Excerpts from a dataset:
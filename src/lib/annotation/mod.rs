//! Genome annotation index
//!
//! Builds a per-chromosome exon index from one or more GTF/GFF files and
//! optionally reconciles transcript numbering against FASTA transcriptomes so
//! that equivalence classes match the indices kallisto would assign.
//!
//! Construction happens once, before any alignment is read:
//!
//! 1. [`gtf`] scans the annotation files in order and assigns a dense
//!    transcript index to every new `(seqname, transcript_id)` tuple.
//! 2. [`fasta`] (when transcriptomes are supplied) remaps those indices onto
//!    the FASTA header order, appending GTF-only transcripts at the end.
//! 3. `freeze` sorts the transcript sets and builds one interval index per
//!    chromosome.
//!
//! The frozen [`AnnotationIndex`] is immutable and shared read-only across
//! all reader workers.

pub mod fasta;
pub mod gtf;

use anyhow::Result;
use rust_lapper::{Interval, Lapper};
use rustc_hash::FxHashMap;
use std::path::PathBuf;

/// Dense transcript identifier. The k-th distinct `(seqname, transcript_id)`
/// tuple of the GTF pass receives index `k - 1`, unless a transcriptome
/// remaps it.
pub type TranscriptIndex = u32;

/// One exon interval, half-open `[start, end)` in 0-based reference
/// coordinates, carrying the transcripts that contain it.
#[derive(Debug, Clone, PartialEq, Eq)]
pub struct Exon {
    pub start: i64,
    pub end: i64,
    /// Sorted and deduplicated once the index is frozen.
    pub transcripts: Vec<TranscriptIndex>,
}

/// All exons of one chromosome, in annotation input order, plus an interval
/// index over them for containment queries.
pub struct ChromosomeTable {
    exons: Vec<Exon>,
    lapper: Lapper<u64, usize>,
}

impl ChromosomeTable {
    fn new(exons: Vec<Exon>) -> Self {
        let intervals = exons
            .iter()
            .enumerate()
            .map(|(ordinal, exon)| Interval {
                start: exon.start as u64,
                stop: exon.end as u64,
                val: ordinal,
            })
            .collect();
        Self {
            exons,
            lapper: Lapper::new(intervals),
        }
    }

    /// Exons in annotation input order.
    pub fn exons(&self) -> &[Exon] {
        &self.exons
    }

    /// All exons that fully contain `[start, end)`.
    ///
    /// Zero-length query intervals never match in the interval index, so
    /// they fall back to a direct scan to keep containment semantics exact.
    pub fn containing(&self, start: i64, end: i64) -> Vec<&Exon> {
        if start >= end {
            return self
                .exons
                .iter()
                .filter(|e| start >= e.start && end <= e.end)
                .collect();
        }
        let mut ordinals: Vec<usize> = self
            .lapper
            .find(start as u64, end as u64)
            .filter(|iv| start >= iv.start as i64 && end <= iv.stop as i64)
            .map(|iv| iv.val)
            .collect();
        // Lapper yields hits in sorted-interval order; restore input order.
        ordinals.sort_unstable();
        ordinals.into_iter().map(|i| &self.exons[i]).collect()
    }
}

/// Mutable state while the GTF/FASTA passes run; frozen into an
/// [`AnnotationIndex`] afterwards.
#[derive(Default)]
pub struct AnnotationBuilder {
    chromosomes: FxHashMap<String, ChromosomeDraft>,
    /// Transcript identifier (lower-cased) per GTF-order index.
    transcript_ids: Vec<String>,
    prev_tuple: Option<(String, String)>,
}

#[derive(Default)]
struct ChromosomeDraft {
    exons: Vec<Exon>,
    by_span: FxHashMap<(i64, i64), usize>,
}

impl AnnotationBuilder {
    /// Record one exon line. Allocates a new transcript index whenever the
    /// `(seqname, transcript_id)` tuple differs from the previous line's.
    pub fn register_exon(&mut self, seqname: &str, transcript_id: &str, start: i64, end: i64) {
        let tuple = (seqname.to_owned(), transcript_id.to_owned());
        if self.prev_tuple.as_ref() != Some(&tuple) {
            self.transcript_ids.push(transcript_id.to_owned());
            self.prev_tuple = Some(tuple);
        }
        let index = (self.transcript_ids.len() - 1) as TranscriptIndex;

        let draft = self.chromosomes.entry(seqname.to_owned()).or_default();
        match draft.by_span.entry((start, end)) {
            std::collections::hash_map::Entry::Occupied(slot) => {
                draft.exons[*slot.get()].transcripts.push(index);
            }
            std::collections::hash_map::Entry::Vacant(slot) => {
                slot.insert(draft.exons.len());
                draft.exons.push(Exon {
                    start,
                    end,
                    transcripts: vec![index],
                });
            }
        }
    }

    /// Number of distinct transcripts observed so far.
    pub fn transcript_count(&self) -> usize {
        self.transcript_ids.len()
    }

    pub(crate) fn transcript_ids(&self) -> &[String] {
        &self.transcript_ids
    }

    /// Replace every transcript index `i` with `remap[i]`.
    pub(crate) fn apply_remap(&mut self, remap: &[TranscriptIndex]) {
        for draft in self.chromosomes.values_mut() {
            for exon in &mut draft.exons {
                for tx in &mut exon.transcripts {
                    *tx = remap[*tx as usize];
                }
            }
        }
    }

    /// Sort transcript sets, build the per-chromosome interval indexes, and
    /// seal the result.
    pub fn freeze(self, num_transcripts: usize) -> AnnotationIndex {
        let chromosomes = self
            .chromosomes
            .into_iter()
            .map(|(name, mut draft)| {
                for exon in &mut draft.exons {
                    exon.transcripts.sort_unstable();
                    exon.transcripts.dedup();
                }
                (name, ChromosomeTable::new(draft.exons))
            })
            .collect();
        AnnotationIndex {
            chromosomes,
            num_transcripts,
        }
    }
}

/// Read-only exon index over all chromosomes. Safe to share across worker
/// threads once constructed.
pub struct AnnotationIndex {
    chromosomes: FxHashMap<String, ChromosomeTable>,
    num_transcripts: usize,
}

impl AnnotationIndex {
    /// Build the index from GTF/GFF files, optionally reconciling transcript
    /// numbering against FASTA transcriptomes.
    pub fn from_files(gtf_files: &[PathBuf], transcriptome_files: &[PathBuf]) -> Result<Self> {
        let mut builder = AnnotationBuilder::default();
        for path in gtf_files {
            gtf::scan_file(path, &mut builder)?;
        }
        let num_transcripts = if transcriptome_files.is_empty() {
            builder.transcript_count()
        } else {
            fasta::reconcile(&mut builder, transcriptome_files)?
        };
        Ok(builder.freeze(num_transcripts))
    }

    /// An index with no annotation, used when transcript indices come from
    /// the alignment `tid` instead (rapmap mode without GTFs).
    pub fn empty() -> Self {
        Self {
            chromosomes: FxHashMap::default(),
            num_transcripts: 0,
        }
    }

    /// Look up a chromosome by its lower-cased name.
    pub fn chromosome(&self, name: &str) -> Option<&ChromosomeTable> {
        self.chromosomes.get(name)
    }

    pub fn num_chromosomes(&self) -> usize {
        self.chromosomes.len()
    }

    pub fn num_transcripts(&self) -> usize {
        self.num_transcripts
    }
}

#[cfg(test)]
mod tests {
    use super::*;

    #[test]
    fn sequential_indices_per_tuple_change() {
        let mut builder = AnnotationBuilder::default();
        builder.register_exon("chr1", "t1", 0, 100);
        builder.register_exon("chr1", "t1", 200, 300);
        builder.register_exon("chr1", "t2", 0, 100);
        builder.register_exon("chr2", "t2", 0, 50);
        // Same id reappearing after an interruption counts as a new tuple.
        builder.register_exon("chr1", "t1", 400, 500);
        assert_eq!(builder.transcript_count(), 4);

        let index = builder.freeze(4);
        let chr1 = index.chromosome("chr1").unwrap();
        assert_eq!(chr1.exons()[0].transcripts, vec![0, 1]);
    }

    #[test]
    fn duplicate_spans_merge_transcript_sets() {
        let mut builder = AnnotationBuilder::default();
        builder.register_exon("chr1", "t1", 10, 20);
        builder.register_exon("chr1", "t2", 10, 20);
        builder.register_exon("chr1", "t3", 30, 40);
        let index = builder.freeze(3);
        let chr1 = index.chromosome("chr1").unwrap();
        assert_eq!(chr1.exons().len(), 2);
        assert_eq!(chr1.exons()[0].transcripts, vec![0, 1]);
    }

    #[test]
    fn containment_queries_match_direct_scan() {
        let mut builder = AnnotationBuilder::default();
        builder.register_exon("chr1", "t1", 99, 200);
        builder.register_exon("chr1", "t2", 149, 250);
        let index = builder.freeze(2);
        let chr1 = index.chromosome("chr1").unwrap();

        let hits = chr1.containing(159, 189);
        assert_eq!(hits.len(), 2);
        let hits = chr1.containing(99, 149);
        assert_eq!(hits.len(), 1);
        assert_eq!(hits[0].transcripts, vec![0]);
        assert!(chr1.containing(90, 260).is_empty());
        // Zero-length interval sits inside both exons.
        assert_eq!(chr1.containing(160, 160).len(), 2);
    }

    #[test]
    fn missing_chromosome_is_none() {
        let index = AnnotationIndex::empty();
        assert!(index.chromosome("chr1").is_none());
    }
}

→ To do
Scan the records for the word "hits". Copy each line where it turns up.

→ Result of the exercise
        // Lapper yields hits in sorted-interval order; restore input order.
        let hits = chr1.containing(159, 189);
        assert_eq!(hits.len(), 2);
        let hits = chr1.containing(99, 149);
        assert_eq!(hits.len(), 1);
        assert_eq!(hits[0].transcripts, vec![0]);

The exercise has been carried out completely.